* Action item: Please give back word for word the lines of the material below between the line containing "fn stock_table(db: &MemoryDatabase)" and the line containing "fn names(values: &[&str])", inclusive.

- - - -

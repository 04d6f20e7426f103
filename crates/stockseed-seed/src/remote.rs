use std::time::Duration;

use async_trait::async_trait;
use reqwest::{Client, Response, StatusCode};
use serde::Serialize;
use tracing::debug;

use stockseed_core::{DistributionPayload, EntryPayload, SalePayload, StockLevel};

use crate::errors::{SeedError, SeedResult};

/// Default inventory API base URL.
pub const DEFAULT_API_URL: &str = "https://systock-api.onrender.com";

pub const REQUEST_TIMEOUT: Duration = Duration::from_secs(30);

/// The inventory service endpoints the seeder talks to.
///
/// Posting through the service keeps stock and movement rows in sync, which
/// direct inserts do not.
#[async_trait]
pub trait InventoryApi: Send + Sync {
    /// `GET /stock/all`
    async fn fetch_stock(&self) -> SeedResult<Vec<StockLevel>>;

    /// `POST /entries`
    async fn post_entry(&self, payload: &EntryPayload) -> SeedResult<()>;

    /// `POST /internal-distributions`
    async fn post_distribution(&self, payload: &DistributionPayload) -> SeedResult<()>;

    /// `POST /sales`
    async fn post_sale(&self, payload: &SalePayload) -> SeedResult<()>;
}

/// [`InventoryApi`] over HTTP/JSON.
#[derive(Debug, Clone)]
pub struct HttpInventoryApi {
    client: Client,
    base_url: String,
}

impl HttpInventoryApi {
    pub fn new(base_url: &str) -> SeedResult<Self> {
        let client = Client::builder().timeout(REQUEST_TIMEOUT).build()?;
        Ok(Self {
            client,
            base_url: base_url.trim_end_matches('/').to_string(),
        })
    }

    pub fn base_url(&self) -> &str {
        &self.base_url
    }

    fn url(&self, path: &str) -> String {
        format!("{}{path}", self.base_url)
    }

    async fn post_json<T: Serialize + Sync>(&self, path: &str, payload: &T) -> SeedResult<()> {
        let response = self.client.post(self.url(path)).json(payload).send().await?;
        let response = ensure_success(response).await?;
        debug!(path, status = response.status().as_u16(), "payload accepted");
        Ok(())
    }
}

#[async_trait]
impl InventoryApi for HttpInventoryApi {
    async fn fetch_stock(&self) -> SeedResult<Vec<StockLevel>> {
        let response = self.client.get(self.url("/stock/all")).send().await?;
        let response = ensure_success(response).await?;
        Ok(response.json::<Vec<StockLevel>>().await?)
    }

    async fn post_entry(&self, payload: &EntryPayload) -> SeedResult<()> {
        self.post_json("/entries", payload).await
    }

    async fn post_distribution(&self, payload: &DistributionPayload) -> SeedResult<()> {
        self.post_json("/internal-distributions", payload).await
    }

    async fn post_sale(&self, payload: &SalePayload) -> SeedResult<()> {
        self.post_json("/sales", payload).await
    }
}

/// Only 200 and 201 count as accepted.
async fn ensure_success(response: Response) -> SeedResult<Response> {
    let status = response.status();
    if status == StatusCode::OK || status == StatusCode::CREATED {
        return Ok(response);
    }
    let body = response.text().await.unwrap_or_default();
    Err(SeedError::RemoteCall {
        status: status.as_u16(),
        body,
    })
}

- - - -

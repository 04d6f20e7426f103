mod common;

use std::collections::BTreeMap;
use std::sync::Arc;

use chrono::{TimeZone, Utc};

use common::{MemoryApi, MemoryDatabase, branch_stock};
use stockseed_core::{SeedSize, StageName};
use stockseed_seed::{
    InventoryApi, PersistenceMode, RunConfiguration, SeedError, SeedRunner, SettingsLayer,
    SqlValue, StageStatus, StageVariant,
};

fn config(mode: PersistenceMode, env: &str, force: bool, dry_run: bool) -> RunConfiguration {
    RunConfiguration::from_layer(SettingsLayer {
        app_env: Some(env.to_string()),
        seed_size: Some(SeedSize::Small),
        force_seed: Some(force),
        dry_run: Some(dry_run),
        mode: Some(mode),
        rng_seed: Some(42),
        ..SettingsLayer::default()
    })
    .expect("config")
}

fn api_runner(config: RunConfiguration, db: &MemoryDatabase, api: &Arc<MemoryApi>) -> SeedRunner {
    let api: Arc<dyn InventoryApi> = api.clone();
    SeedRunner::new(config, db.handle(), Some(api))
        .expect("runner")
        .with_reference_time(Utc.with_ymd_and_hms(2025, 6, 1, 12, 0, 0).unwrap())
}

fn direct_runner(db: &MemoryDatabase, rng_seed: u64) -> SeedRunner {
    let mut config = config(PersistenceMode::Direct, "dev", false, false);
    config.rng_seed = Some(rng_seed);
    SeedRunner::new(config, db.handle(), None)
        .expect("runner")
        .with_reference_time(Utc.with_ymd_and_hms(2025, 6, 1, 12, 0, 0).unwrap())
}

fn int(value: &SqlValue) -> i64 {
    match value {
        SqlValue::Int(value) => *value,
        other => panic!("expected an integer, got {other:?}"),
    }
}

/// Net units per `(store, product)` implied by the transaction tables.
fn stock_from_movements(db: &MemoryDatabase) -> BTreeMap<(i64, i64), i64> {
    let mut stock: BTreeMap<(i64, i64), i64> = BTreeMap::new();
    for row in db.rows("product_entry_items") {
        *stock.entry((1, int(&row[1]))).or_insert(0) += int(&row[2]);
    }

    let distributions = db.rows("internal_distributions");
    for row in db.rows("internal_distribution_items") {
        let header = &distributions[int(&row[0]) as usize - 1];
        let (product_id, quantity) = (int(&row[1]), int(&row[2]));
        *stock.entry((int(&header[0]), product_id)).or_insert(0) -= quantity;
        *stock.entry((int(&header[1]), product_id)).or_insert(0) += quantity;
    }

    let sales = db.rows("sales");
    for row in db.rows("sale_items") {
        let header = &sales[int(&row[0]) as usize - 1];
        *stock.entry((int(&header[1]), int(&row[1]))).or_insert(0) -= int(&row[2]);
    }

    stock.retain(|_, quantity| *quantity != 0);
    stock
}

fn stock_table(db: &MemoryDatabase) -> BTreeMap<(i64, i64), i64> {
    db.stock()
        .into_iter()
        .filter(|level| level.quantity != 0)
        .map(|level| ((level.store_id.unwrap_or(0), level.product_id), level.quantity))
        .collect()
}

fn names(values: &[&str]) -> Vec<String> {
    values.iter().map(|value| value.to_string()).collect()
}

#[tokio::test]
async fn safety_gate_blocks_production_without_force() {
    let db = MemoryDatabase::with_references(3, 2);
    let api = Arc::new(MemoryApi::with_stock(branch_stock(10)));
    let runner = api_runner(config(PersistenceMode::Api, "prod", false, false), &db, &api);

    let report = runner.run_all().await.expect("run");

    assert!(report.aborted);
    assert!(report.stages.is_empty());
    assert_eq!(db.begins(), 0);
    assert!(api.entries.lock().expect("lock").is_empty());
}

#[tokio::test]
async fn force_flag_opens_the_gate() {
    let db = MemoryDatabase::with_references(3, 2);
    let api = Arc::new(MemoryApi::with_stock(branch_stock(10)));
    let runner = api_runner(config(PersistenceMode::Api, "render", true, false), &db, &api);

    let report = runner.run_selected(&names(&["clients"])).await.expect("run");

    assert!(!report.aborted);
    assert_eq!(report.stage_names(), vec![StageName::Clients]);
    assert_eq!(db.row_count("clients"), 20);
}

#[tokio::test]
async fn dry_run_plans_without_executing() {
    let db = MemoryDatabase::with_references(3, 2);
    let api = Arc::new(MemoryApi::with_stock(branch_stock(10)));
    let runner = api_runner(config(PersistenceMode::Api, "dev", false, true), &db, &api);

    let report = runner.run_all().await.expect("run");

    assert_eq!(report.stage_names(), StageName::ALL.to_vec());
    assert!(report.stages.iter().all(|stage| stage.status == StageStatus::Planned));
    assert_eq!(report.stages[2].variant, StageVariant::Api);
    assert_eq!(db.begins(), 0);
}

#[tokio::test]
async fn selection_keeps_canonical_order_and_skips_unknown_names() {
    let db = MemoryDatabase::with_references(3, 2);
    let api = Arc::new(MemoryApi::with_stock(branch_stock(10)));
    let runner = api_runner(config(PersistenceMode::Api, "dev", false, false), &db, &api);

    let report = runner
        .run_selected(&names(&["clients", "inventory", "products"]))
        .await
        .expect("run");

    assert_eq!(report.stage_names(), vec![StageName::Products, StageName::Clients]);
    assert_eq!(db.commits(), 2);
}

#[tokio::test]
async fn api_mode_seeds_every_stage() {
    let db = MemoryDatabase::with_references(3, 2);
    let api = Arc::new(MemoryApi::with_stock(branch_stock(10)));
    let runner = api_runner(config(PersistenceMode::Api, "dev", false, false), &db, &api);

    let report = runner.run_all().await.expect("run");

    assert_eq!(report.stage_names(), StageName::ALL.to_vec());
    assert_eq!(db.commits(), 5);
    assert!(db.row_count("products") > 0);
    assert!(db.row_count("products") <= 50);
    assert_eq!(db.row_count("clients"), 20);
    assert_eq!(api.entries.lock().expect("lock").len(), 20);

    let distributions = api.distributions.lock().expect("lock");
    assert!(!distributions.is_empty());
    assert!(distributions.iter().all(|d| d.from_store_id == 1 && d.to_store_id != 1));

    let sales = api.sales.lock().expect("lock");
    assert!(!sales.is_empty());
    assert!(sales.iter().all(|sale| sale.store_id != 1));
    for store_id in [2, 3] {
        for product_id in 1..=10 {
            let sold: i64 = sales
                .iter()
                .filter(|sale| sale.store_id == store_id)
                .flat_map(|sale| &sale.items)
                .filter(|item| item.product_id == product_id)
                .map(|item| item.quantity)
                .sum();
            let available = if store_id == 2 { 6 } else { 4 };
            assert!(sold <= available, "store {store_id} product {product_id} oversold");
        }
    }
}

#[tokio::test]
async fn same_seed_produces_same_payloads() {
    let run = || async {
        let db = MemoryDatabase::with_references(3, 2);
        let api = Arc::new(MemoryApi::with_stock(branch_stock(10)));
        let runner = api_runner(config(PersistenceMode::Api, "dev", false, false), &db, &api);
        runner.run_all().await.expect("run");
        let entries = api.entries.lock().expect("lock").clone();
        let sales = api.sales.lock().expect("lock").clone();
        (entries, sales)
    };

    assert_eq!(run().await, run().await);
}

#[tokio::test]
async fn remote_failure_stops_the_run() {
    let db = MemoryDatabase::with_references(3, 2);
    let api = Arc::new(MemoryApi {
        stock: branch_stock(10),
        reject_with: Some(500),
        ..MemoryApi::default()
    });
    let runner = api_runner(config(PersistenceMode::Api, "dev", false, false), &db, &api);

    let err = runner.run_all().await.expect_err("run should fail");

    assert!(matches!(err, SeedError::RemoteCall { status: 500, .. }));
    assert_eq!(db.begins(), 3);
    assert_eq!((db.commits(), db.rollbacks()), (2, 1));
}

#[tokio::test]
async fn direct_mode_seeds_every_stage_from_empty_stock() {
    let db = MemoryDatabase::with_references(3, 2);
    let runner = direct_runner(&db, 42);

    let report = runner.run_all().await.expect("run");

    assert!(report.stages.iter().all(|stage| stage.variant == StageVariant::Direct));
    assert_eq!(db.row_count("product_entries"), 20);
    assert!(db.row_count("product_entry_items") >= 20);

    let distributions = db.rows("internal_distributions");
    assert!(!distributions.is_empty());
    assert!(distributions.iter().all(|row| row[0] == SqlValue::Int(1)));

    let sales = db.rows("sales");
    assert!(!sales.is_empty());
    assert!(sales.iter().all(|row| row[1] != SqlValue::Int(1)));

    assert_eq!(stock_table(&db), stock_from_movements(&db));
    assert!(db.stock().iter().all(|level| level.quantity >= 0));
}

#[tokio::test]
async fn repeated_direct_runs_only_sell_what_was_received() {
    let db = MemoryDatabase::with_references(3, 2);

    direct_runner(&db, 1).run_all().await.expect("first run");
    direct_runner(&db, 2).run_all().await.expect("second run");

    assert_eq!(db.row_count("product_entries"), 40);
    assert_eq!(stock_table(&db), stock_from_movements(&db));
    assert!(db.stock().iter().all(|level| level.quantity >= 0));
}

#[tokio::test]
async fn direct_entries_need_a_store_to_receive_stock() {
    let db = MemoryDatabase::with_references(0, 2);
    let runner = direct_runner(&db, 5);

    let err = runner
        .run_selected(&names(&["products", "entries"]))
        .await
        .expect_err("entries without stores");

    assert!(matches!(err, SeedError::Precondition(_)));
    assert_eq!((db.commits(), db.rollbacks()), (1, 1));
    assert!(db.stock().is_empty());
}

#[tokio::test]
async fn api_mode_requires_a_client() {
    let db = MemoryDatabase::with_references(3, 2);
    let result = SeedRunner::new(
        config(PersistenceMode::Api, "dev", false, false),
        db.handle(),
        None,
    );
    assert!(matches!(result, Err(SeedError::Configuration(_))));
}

- - - -

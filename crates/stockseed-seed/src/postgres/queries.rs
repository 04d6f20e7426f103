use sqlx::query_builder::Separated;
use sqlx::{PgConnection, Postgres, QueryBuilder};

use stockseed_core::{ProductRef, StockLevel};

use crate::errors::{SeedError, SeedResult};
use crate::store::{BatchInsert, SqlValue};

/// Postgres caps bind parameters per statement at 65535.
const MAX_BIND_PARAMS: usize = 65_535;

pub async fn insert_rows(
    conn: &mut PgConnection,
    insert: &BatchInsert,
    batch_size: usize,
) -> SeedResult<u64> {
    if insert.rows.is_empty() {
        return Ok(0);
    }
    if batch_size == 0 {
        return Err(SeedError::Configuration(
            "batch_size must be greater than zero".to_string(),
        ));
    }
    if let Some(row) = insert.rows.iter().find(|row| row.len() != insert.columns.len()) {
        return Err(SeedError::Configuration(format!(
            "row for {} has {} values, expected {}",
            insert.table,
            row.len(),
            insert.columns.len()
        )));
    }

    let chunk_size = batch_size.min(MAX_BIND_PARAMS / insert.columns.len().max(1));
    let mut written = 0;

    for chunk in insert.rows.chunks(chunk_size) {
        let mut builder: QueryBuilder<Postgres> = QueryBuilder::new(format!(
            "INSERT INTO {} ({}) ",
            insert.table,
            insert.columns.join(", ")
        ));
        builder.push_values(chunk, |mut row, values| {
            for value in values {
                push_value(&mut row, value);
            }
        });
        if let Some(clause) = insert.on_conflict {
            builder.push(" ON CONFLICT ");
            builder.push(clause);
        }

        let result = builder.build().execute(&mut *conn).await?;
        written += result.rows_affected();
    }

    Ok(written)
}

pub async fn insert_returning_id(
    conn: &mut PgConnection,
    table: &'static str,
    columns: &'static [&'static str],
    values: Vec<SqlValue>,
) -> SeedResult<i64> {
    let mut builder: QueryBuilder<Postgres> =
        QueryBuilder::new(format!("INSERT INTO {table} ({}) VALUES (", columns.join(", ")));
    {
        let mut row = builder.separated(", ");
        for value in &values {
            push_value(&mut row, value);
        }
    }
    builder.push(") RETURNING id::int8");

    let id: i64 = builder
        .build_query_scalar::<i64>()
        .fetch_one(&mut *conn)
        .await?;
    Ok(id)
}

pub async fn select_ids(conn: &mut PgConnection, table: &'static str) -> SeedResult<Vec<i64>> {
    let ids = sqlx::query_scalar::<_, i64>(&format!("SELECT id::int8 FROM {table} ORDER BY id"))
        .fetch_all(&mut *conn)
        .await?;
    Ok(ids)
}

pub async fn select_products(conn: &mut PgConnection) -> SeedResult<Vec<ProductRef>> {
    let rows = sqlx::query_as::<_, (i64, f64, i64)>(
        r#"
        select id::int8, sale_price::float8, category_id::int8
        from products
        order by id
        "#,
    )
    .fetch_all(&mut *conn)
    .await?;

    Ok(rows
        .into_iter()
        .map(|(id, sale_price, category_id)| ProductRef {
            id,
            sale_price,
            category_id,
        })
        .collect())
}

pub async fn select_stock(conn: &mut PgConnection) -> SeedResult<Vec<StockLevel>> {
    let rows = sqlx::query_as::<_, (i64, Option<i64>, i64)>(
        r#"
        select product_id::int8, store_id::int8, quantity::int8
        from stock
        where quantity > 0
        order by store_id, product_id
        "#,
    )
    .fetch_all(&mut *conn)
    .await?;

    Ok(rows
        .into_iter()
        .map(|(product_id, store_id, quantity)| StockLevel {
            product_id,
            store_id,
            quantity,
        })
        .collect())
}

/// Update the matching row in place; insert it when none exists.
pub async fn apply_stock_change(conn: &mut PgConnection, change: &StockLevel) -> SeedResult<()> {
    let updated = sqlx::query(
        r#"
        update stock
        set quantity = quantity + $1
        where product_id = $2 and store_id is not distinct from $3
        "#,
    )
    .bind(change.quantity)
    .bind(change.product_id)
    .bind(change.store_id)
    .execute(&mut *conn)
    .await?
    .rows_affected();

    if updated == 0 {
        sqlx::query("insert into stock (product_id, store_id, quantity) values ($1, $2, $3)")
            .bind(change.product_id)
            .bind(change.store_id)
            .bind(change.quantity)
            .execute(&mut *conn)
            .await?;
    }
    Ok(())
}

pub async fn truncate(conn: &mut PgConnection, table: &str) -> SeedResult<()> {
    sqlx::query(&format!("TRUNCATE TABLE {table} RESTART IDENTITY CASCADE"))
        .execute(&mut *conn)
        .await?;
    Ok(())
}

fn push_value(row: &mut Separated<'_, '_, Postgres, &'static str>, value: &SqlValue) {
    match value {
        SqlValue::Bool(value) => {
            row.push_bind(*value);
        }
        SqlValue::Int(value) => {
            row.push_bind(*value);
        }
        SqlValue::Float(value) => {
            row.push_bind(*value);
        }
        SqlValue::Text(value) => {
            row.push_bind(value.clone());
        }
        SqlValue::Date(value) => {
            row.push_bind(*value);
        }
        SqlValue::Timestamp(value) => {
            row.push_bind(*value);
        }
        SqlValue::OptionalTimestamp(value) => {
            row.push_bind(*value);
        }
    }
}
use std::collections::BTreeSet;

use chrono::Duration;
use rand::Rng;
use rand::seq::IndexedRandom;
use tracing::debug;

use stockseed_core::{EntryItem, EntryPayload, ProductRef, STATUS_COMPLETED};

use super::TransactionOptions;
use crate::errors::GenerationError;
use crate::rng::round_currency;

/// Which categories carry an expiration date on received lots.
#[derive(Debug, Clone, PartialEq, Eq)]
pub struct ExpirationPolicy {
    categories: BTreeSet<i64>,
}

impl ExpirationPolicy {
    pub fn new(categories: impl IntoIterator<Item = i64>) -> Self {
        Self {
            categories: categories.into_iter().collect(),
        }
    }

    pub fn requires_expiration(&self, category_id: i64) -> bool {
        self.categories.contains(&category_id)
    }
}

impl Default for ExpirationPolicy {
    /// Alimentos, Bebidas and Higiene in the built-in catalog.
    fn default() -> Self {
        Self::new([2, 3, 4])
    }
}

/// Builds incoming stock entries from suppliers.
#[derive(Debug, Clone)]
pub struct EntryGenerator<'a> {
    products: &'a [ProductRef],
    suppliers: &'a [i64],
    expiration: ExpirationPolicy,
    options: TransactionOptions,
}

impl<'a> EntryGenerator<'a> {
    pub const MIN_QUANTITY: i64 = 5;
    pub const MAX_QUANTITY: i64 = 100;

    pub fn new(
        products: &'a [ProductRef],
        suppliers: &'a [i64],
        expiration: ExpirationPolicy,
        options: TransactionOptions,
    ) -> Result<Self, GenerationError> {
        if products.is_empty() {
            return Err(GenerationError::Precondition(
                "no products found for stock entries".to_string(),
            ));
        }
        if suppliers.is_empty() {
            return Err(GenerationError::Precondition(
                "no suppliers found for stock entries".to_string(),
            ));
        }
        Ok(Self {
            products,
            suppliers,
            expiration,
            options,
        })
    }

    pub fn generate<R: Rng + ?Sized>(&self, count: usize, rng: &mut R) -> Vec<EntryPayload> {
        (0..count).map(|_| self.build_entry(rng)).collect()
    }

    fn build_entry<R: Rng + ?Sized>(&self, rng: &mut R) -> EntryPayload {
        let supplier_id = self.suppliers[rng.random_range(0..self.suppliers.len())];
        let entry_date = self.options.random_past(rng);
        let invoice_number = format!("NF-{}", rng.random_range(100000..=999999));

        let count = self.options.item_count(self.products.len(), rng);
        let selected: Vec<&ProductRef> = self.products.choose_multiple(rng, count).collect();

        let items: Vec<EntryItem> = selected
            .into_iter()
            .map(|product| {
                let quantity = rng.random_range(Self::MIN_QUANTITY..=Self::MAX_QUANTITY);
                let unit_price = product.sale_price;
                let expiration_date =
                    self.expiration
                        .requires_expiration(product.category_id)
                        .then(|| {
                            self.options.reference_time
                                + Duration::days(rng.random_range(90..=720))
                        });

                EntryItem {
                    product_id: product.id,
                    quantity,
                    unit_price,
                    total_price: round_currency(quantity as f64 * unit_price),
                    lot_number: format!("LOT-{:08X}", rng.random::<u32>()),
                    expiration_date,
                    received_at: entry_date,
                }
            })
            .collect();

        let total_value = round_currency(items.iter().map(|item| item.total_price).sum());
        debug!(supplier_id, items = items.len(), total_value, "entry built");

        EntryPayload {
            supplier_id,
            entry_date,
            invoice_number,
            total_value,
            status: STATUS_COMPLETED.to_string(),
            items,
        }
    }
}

- - - -

* Solution to this exercise:
fn stock_table(db: &MemoryDatabase) -> BTreeMap<(i64, i64), i64> {
    db.stock()
        .into_iter()
        .filter(|level| level.quantity != 0)
        .map(|level| ((level.store_id.unwrap_or(0), level.product_id), level.quantity))
        .collect()
}

fn names(values: &[&str]) -> Vec<String> {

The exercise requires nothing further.